• **Task prompt**:
Search the data for the string "timestamp" and copy each line in which it appears.

• **Dataset records**:

//! The consumer side of the agent: a polling loop that drains the inbound
//! buffer one payload at a time.

use std::sync::atomic::{AtomicU64, Ordering};
use std::sync::Arc;
use std::time::Duration;

use serde_json::Value;
use tokio::sync::mpsc;
use tokio_util::sync::CancellationToken;
use tracing::{error, info, warn};

use pipeline::MergedResult;

use crate::{ChainExecutor, InboundBuffer};

/// Delay before re-checking an empty buffer.
pub const DEFAULT_POLL_INTERVAL: Duration = Duration::from_millis(50);

/// Counters for payloads taken from the buffer.
#[derive(Debug, Default)]
struct Counters {
    completed: AtomicU64,
    dropped: AtomicU64,
}

/// Point-in-time view of the agent's counters.
#[derive(Debug, Clone, Copy, PartialEq, Eq, Default)]
pub struct AgentStats {
    /// Payloads that produced a result (including cancelled chains).
    pub completed: u64,
    /// Payloads whose result was dropped because processing failed.
    pub dropped: u64,
}

/// Owns the inbound buffer and the executor; processes one chain at a time.
pub struct Agent {
    buffer: Arc<InboundBuffer>,
    executor: ChainExecutor,
    poll_interval: Duration,
    counters: Counters,
}

impl Agent {
    pub fn new(executor: ChainExecutor) -> Self {
        Self {
            buffer: Arc::new(InboundBuffer::new()),
            executor,
            poll_interval: DEFAULT_POLL_INTERVAL,
            counters: Counters::default(),
        }
    }

    pub fn with_poll_interval(mut self, poll_interval: Duration) -> Self {
        self.poll_interval = poll_interval;
        self
    }

    /// Handle for the producer side.
    pub fn buffer(&self) -> Arc<InboundBuffer> {
        Arc::clone(&self.buffer)
    }

    /// Convenience for producers holding the agent itself.
    pub fn enqueue(&self, payload: Value) {
        self.buffer.enqueue(payload);
    }

    pub fn stats(&self) -> AgentStats {
        AgentStats {
            completed: self.counters.completed.load(Ordering::Relaxed),
            dropped: self.counters.dropped.load(Ordering::Relaxed),
        }
    }

    /// One turn of the consumer loop.
    ///
    /// On an empty buffer this waits for the poll interval and returns `None`
    /// without touching any state. Otherwise it processes exactly one payload.
    /// A payload whose processing fails is logged and also yields `None`.
    pub async fn poll_once(&self) -> Option<MergedResult> {
        if self.buffer.is_empty() {
            tokio::time::sleep(self.poll_interval).await;
            return None;
        }

        let payload = self.buffer.try_take()?;

        match self.executor.process(payload).await {
            Ok(result) => {
                self.counters.completed.fetch_add(1, Ordering::Relaxed);
                Some(result)
            }
            Err(err) => {
                self.counters.dropped.fetch_add(1, Ordering::Relaxed);
                error!(error = %err, "payload processing failed; result dropped");
                None
            }
        }
    }

    /// Runs the consumer loop until `shutdown` fires or `outbound` closes.
    ///
    /// Shutdown is checked between turns, so an in-flight chain always
    /// finishes and its result is sent.
    pub async fn run(
        &self,
        outbound: mpsc::UnboundedSender<MergedResult>,
        shutdown: CancellationToken,
    ) {
        info!(poll_interval_ms = self.poll_interval.as_millis() as u64, "consumer loop started");
        while !shutdown.is_cancelled() {
            let Some(result) = self.poll_once().await else {
                continue;
            };
            if outbound.send(result).is_err() {
                warn!("outbound channel closed; stopping consumer loop");
                break;
            }
        }
        info!(stats = ?self.stats(), "consumer loop stopped");
    }
}
//! Conversation creation, listing, and soft-delete through the service.

use std::collections::HashSet;
use std::sync::Arc;

use rstest::rstest;
use tandem::chat::{
    domain::ConversationId,
    services::{ChatError, Resource, SendMessageRequest},
};

use super::helpers::{ChatHarness, harness};

#[rstest]
#[tokio::test(flavor = "multi_thread")]
async fn concurrent_creates_in_both_orders_share_one_conversation(harness: ChatHarness) {
    let chat = Arc::new(harness.chat);
    let cast = harness.cast;

    let mut tasks = Vec::new();
    for round in 0..16 {
        let service = Arc::clone(&chat);
        let (requester, participant) = if round < 8 {
            (cast.ada, cast.bob)
        } else {
            (cast.bob, cast.ada)
        };
        tasks.push(tokio::spawn(async move {
            service
                .create_conversation(requester, participant)
                .await
                .map(|view| view.conversation.id())
        }));
    }

    let mut ids = HashSet::new();
    for task in tasks {
        let id = task
            .await
            .expect("task joins")
            .expect("create succeeds");
        ids.insert(id);
    }
    assert_eq!(ids.len(), 1);

    let listed = chat
        .list_conversations(cast.ada)
        .await
        .expect("list succeeds");
    assert_eq!(listed.len(), 1);
}

#[rstest]
#[tokio::test(flavor = "multi_thread")]
async fn distinct_pairs_get_distinct_conversations(harness: ChatHarness) {
    let cast = harness.cast;
    let with_bob = harness
        .chat
        .create_conversation(cast.ada, cast.bob)
        .await
        .expect("create succeeds");
    let with_cy = harness
        .chat
        .create_conversation(cast.ada, cast.cy)
        .await
        .expect("create succeeds");

    assert_ne!(with_bob.conversation.id(), with_cy.conversation.id());
    assert!(
        harness
            .chat
            .list_conversations(cast.bob)
            .await
            .expect("list succeeds")
            .iter()
            .all(|view| view.conversation.includes(cast.bob))
    );
}

#[rstest]
#[tokio::test(flavor = "multi_thread")]
async fn views_carry_counterpart_display_data(harness: ChatHarness) {
    let cast = harness.cast;
    let view = harness
        .chat
        .create_conversation(cast.ada, cast.cy)
        .await
        .expect("create succeeds");

    assert_eq!(view.participants.len(), 2);
    let counterpart = view.counterpart().expect("counterpart present");
    assert_eq!(counterpart.id, cast.cy);
    assert_eq!(counterpart.name, "Cy Twombly");
    assert!(view.last_message.is_none());
}

#[rstest]
#[tokio::test(flavor = "multi_thread")]
async fn unknown_conversation_is_not_found(harness: ChatHarness) {
    let missing = ConversationId::new();
    let result = harness
        .chat
        .get_conversation(missing, harness.cast.ada)
        .await;

    assert!(matches!(
        result,
        Err(ChatError::NotFound(Resource::Conversation(id))) if id == missing
    ));
}

#[rstest]
#[tokio::test(flavor = "multi_thread")]
async fn delete_hides_the_conversation_from_both_participants(harness: ChatHarness) {
    let cast = harness.cast;
    let conversation_id = harness
        .chat
        .create_conversation(cast.ada, cast.bob)
        .await
        .expect("create succeeds")
        .conversation
        .id();
    harness
        .chat
        .send_message(conversation_id, cast.ada, SendMessageRequest::text("bye"))
        .await
        .expect("send succeeds");
    let events_before = harness.publisher.events().len();

    harness
        .chat
        .delete_conversation(conversation_id, cast.bob)
        .await
        .expect("delete succeeds");

    for user in [cast.ada, cast.bob] {
        assert!(
            harness
                .chat
                .list_conversations(user)
                .await
                .expect("list succeeds")
                .is_empty()
        );
    }
    assert!(matches!(
        harness
            .chat
            .send_message(conversation_id, cast.ada, SendMessageRequest::text("hello?"))
            .await,
        Err(ChatError::NotFound(_))
    ));
    assert_eq!(harness.publisher.events().len(), events_before);
}

#[rstest]
#[tokio::test(flavor = "multi_thread")]
async fn outsider_cannot_delete(harness: ChatHarness) {
    let cast = harness.cast;
    let conversation_id = harness
        .chat
        .create_conversation(cast.ada, cast.bob)
        .await
        .expect("create succeeds")
        .conversation
        .id();

    let result = harness.chat.delete_conversation(conversation_id, cast.cy).await;

    assert!(matches!(result, Err(ChatError::NotFound(_))));
    assert!(
        harness
            .chat
            .get_conversation(conversation_id, cast.ada)
            .await
            .is_ok()
    );
}
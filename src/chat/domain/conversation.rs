//! Conversation aggregate and the unordered participant pair it is keyed on.

use super::{ChatDomainError, ConversationId, MessageId, UserId};
use chrono::{DateTime, Utc};
use mockable::Clock;
use serde::{Deserialize, Serialize};

/// Unordered pair of two distinct users, stored in canonical `(low, high)`
/// order.
///
/// `ParticipantPair::new(a, b)` and `ParticipantPair::new(b, a)` compare equal
/// and hash identically, which is what makes the pair usable as a uniqueness
/// key.
///
/// # Examples
///
/// ```
/// use tandem::chat::domain::{ParticipantPair, UserId};
///
/// let (a, b) = (UserId::new(), UserId::new());
/// let forward = ParticipantPair::new(a, b).expect("distinct users");
/// let backward = ParticipantPair::new(b, a).expect("distinct users");
/// assert_eq!(forward, backward);
/// ```
#[derive(Debug, Clone, Copy, PartialEq, Eq, Hash, Serialize, Deserialize)]
pub struct ParticipantPair {
    low: UserId,
    high: UserId,
}

impl ParticipantPair {
    /// Normalises two user identities into a pair.
    ///
    /// # Errors
    ///
    /// Returns [`ChatDomainError::SameParticipant`] when both identities are
    /// equal.
    pub fn new(first: UserId, second: UserId) -> Result<Self, ChatDomainError> {
        match first.cmp(&second) {
            std::cmp::Ordering::Less => Ok(Self {
                low: first,
                high: second,
            }),
            std::cmp::Ordering::Greater => Ok(Self {
                low: second,
                high: first,
            }),
            std::cmp::Ordering::Equal => Err(ChatDomainError::SameParticipant(first)),
        }
    }

    /// Returns the participant with the smaller identifier.
    #[must_use]
    pub const fn low(&self) -> UserId {
        self.low
    }

    /// Returns the participant with the larger identifier.
    #[must_use]
    pub const fn high(&self) -> UserId {
        self.high
    }

    /// Returns both participants in canonical order.
    #[must_use]
    pub const fn members(&self) -> [UserId; 2] {
        [self.low, self.high]
    }

    /// Returns `true` when `user` is one of the two participants.
    #[must_use]
    pub fn contains(&self, user: UserId) -> bool {
        self.low == user || self.high == user
    }

    /// Returns the participant who is not `user`, or `None` when `user` is
    /// not in the pair.
    #[must_use]
    pub fn other(&self, user: UserId) -> Option<UserId> {
        if self.low == user {
            Some(self.high)
        } else if self.high == user {
            Some(self.low)
        } else {
            None
        }
    }
}

/// Durable two-party conversation summary.
#[derive(Debug, Clone, PartialEq, Eq, Serialize, Deserialize)]
pub struct Conversation {
    id: ConversationId,
    participants: ParticipantPair,
    last_message_id: Option<MessageId>,
    last_activity: DateTime<Utc>,
    is_active: bool,
    created_at: DateTime<Utc>,
    updated_at: DateTime<Utc>,
}

/// Parameter object for reconstructing a persisted conversation.
#[derive(Debug, Clone, PartialEq, Eq)]
pub struct PersistedConversationData {
    /// Persisted conversation identifier.
    pub id: ConversationId,
    /// Persisted participant pair.
    pub participants: ParticipantPair,
    /// Most recent message, if any.
    pub last_message_id: Option<MessageId>,
    /// Sort key for conversation lists.
    pub last_activity: DateTime<Utc>,
    /// Soft-delete flag.
    pub is_active: bool,
    /// Creation timestamp.
    pub created_at: DateTime<Utc>,
    /// Last mutation timestamp.
    pub updated_at: DateTime<Utc>,
}

impl Conversation {
    /// Starts a new, active conversation with no messages.
    #[must_use]
    pub fn new(participants: ParticipantPair, clock: &impl Clock) -> Self {
        let timestamp = clock.utc();
        Self {
            id: ConversationId::new(),
            participants,
            last_message_id: None,
            last_activity: timestamp,
            is_active: true,
            created_at: timestamp,
            updated_at: timestamp,
        }
    }

    /// Reconstructs a conversation from persisted storage.
    #[must_use]
    pub fn from_persisted(data: PersistedConversationData) -> Self {
        Self {
            id: data.id,
            participants: data.participants,
            last_message_id: data.last_message_id,
            last_activity: data.last_activity,
            is_active: data.is_active,
            created_at: data.created_at,
            updated_at: data.updated_at,
        }
    }

    /// Returns the conversation identifier.
    #[must_use]
    pub const fn id(&self) -> ConversationId {
        self.id
    }

    /// Returns the participant pair.
    #[must_use]
    pub const fn participants(&self) -> ParticipantPair {
        self.participants
    }

    /// Returns the most recent message identifier, if any message was sent.
    #[must_use]
    pub const fn last_message_id(&self) -> Option<MessageId> {
        self.last_message_id
    }

    /// Returns the activity timestamp used to order conversation lists.
    #[must_use]
    pub const fn last_activity(&self) -> DateTime<Utc> {
        self.last_activity
    }

    /// Returns `false` once the conversation has been soft-deleted.
    #[must_use]
    pub const fn is_active(&self) -> bool {
        self.is_active
    }

    /// Returns the creation timestamp.
    #[must_use]
    pub const fn created_at(&self) -> DateTime<Utc> {
        self.created_at
    }

    /// Returns the last mutation timestamp.
    #[must_use]
    pub const fn updated_at(&self) -> DateTime<Utc> {
        self.updated_at
    }

    /// Returns `true` when `user` participates in this conversation.
    #[must_use]
    pub fn includes(&self, user: UserId) -> bool {
        self.participants.contains(user)
    }

    /// Points the summary at a newly sent message.
    ///
    /// The update only applies when `sent_at` is not older than the current
    /// `last_activity`, so concurrent or retried summary writes cannot move
    /// the summary backwards. Returns `true` when the summary changed.
    pub fn record_message(&mut self, message_id: MessageId, sent_at: DateTime<Utc>) -> bool {
        if self.last_message_id == Some(message_id) {
            return false;
        }
        if self.last_message_id.is_some() && sent_at < self.last_activity {
            return false;
        }
        self.last_message_id = Some(message_id);
        self.last_activity = self.last_activity.max(sent_at);
        self.updated_at = self.updated_at.max(sent_at);
        true
    }

    /// Sets the soft-delete flag, stamping the change at `at`.
    pub fn set_active(&mut self, active: bool, at: DateTime<Utc>) {
        self.is_active = active;
        self.updated_at = at;
    }
}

• **Answer to the problem**:
    /// Creation timestamp.
    /// Last mutation timestamp.
        let timestamp = clock.utc();
            last_activity: timestamp,
            created_at: timestamp,
            updated_at: timestamp,
    /// Returns the activity timestamp used to order conversation lists.
    /// Returns the creation timestamp.
    /// Returns the last mutation timestamp.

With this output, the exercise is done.